Closed webignition closed 6 years ago

webignition commented 6 years ago

Introduction

Fixes #225

Proposal

Describe the new/upated/fixed feature

Creates ManagerInterface which Pdp\Manager then implements. This allows mocks to be easily created against ManagerInterface for use in unit tests in external projects that make use of Pdp\Manager instances.

See PR #225 for detail.

Backward Incompatible Changes

No backward incompatible changes.

Targeted release version

The next release version, whatever that might be.

Since this is an incremental change adding no new functionality, a minor release 5.3.1 seems fine to me.

PR Impact

No changes to the public API

Open issues

None

webignition commented 6 years ago

The contribution docs state that changes must add tests to be accepted.

Just acknowledging here that this change does not add any tests. I believe no new tests are needed. That the current tests pass feels sufficient to me since no new functionality is being added.

nyamsprod commented 6 years ago

Why do you need the refreshRules in the interface ? IMHO only the getRules method is really needed. Forcing a builder to refresh means your are forcing a builder to do some caching too ?
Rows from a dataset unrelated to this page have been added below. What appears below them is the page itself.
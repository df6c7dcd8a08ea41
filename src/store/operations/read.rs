use deadpool_postgres::Pool;
use tokio_postgres::Row;
use uuid::Uuid;

use crate::store::{
    error::Result,
    types::{Chat, ChatHistory, Log, Message, User},
};

pub(crate) fn parse_user_row(row: &Row) -> User {
    User {
        user_id: row.get("user_id"),
        username: row.get("username"),
        email: row.get("email"),
        created_at: row.get("created_at"),
    }
}

pub(crate) fn parse_chat_row(row: &Row) -> Chat {
    Chat {
        chat_id: row.get("chat_id"),
        user_id: row.get("user_id"),
        created_at: row.get("created_at"),
    }
}

pub(crate) fn parse_message_row(row: &Row) -> Message {
    Message {
        message_id: row.get("message_id"),
        chat_id: row.get("chat_id"),
        user_id: row.get("user_id"),
        content: row.get("content"),
        user_message: row.get("user_message"),
        timestamp: row.get("timestamp"),
    }
}

pub(crate) fn parse_log_row(row: &Row) -> Log {
    Log {
        log_id: row.get("log_id"),
        user_id: row.get("user_id"),
        chat_id: row.get("chat_id"),
        action: row.get("action"),
        details: row.get("details"),
        timestamp: row.get("timestamp"),
    }
}

/// Round trip to the database
pub async fn ping(pool: &Pool) -> Result<()> {
    let conn = pool.get().await?;
    conn.simple_query("SELECT 1").await?;
    Ok(())
}

pub async fn get_user(pool: &Pool, user_id: Uuid) -> Result<Option<User>> {
    let conn = pool.get().await?;

    let row = conn
        .query_opt(
            "SELECT user_id, username, email, created_at FROM users WHERE user_id = $1",
            &[&user_id],
        )
        .await?;

    Ok(row.as_ref().map(parse_user_row))
}

pub async fn count_users(pool: &Pool) -> Result<i64> {
    let conn = pool.get().await?;
    let row = conn.query_one("SELECT COUNT(*) FROM users", &[]).await?;
    Ok(row.get(0))
}

pub async fn get_chat(pool: &Pool, chat_id: Uuid) -> Result<Option<Chat>> {
    let conn = pool.get().await?;

    let row = conn
        .query_opt(
            "SELECT chat_id, user_id, created_at FROM chats WHERE chat_id = $1",
            &[&chat_id],
        )
        .await?;

    Ok(row.as_ref().map(parse_chat_row))
}

pub async fn list_user_chats(pool: &Pool, user_id: Uuid) -> Result<Vec<Chat>> {
    let conn = pool.get().await?;

    let rows = conn
        .query(
            "SELECT chat_id, user_id, created_at FROM chats \
             WHERE user_id = $1 ORDER BY created_at DESC",
            &[&user_id],
        )
        .await?;

    Ok(rows.iter().map(parse_chat_row).collect())
}

/// Load a chat and its messages
///
/// Both reads go through the same pooled connection. Messages are ordered by
/// timestamp; on a tie the user-authored message comes first.
pub async fn get_chat_history(pool: &Pool, chat_id: Uuid) -> Result<Option<ChatHistory>> {
    let conn = pool.get().await?;

    let chat = match conn
        .query_opt(
            "SELECT chat_id, user_id, created_at FROM chats WHERE chat_id = $1",
            &[&chat_id],
        )
        .await?
    {
        Some(row) => parse_chat_row(&row),
        None => return Ok(None),
    };

    let rows = conn
        .query(
            "SELECT message_id, chat_id, user_id, content, user_message, timestamp \
             FROM messages WHERE chat_id = $1 \
             ORDER BY messages.timestamp ASC, user_message DESC",
            &[&chat_id],
        )
        .await?;

    Ok(Some(ChatHistory {
        chat,
        messages: rows.iter().map(parse_message_row).collect(),
    }))
}

pub async fn list_chat_logs(pool: &Pool, chat_id: Uuid) -> Result<Vec<Log>> {
    let conn = pool.get().await?;

    let rows = conn
        .query(
            "SELECT log_id, user_id, chat_id, action, details, timestamp \
             FROM logs WHERE chat_id = $1 ORDER BY logs.timestamp ASC",
            &[&chat_id],
        )
        .await?;

    Ok(rows.iter().map(parse_log_row).collect())
}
webignition commented 6 years ago

Short version of why I specifically need this: this needs to be mocked in unit tests for code that makes use of a Manager object for the refreshing of locally-cached PSL data. Such unit tests shouldn't need to make filesystem calls or HTTP requests.

The current Manager implementation already has a refreshRules() method and does do some caching and so I don't see the addition of ManagerInterface::refreshRules() to present any problems.

That said, it could be argued that the functionality provided by Manager::getRules() and Manager::refreshRules() don't need to be part of the same interface. That the current Manager implementation provides both of these methods does not necessarily mean that both methods belong under the same interface.

When considering ManagerInterface as being an interface for the public methods currently provided by Manager, having both getRules() and refreshRules() as methods of the interface makes sense.

If you don't think that refreshRules() belongs in the same interface as getRules() (and I'm now wondering the same myself), perhaps getRules() and refreshRules() belong more correctly as methods of separate interfaces where Manager happens to implement both interfaces?

We could possibly factor out ManagerInterface::getRules() to RuleProviderInterface::getRules() and ManagerInterface::refreshRules() to RuleMaintainerInterface::refreshRules().

I'm not sure if doing so is getting to abstract and is not over-engineering at present.

nyamsprod commented 6 years ago

If you don't think that refreshRules() belongs in the same interface as getRules() (and I'm now wondering the same myself), perhaps getRules() and refreshRules() belong more correctly as methods of separate interfaces where Manager happens to implement both interfaces ?

TBH that's what I have always thought. Because the only thing the getRules method guarantee is that it does returns a Rules object from an URL. The added value of the "Manager" implementation is that it is "smart" enough not to make a HTTP Request for each demand, otherwise Rules::createFromPath would be enough.

How the Manager does it, it's via the refreshRules but nothing prevents another manager from doing it differently.

webignition commented 6 years ago

I was previously skimming through the readme to find out how best to use the latest version of the package, having previously been on 1.x.

I can handle the retrieval and local-caching of PSL data directly without the need for using a Manager instance, making the need for this change somewhat less relevant.

nyamsprod commented 6 years ago

@webignition indeed ... that is also true. the Manager is an example on how to do it properly but I still think that depending on the requirements you may use other means to create/build a Rules object. I tried to make the code less dependent of the Manager in contrast to previous versions where the Manager was always required.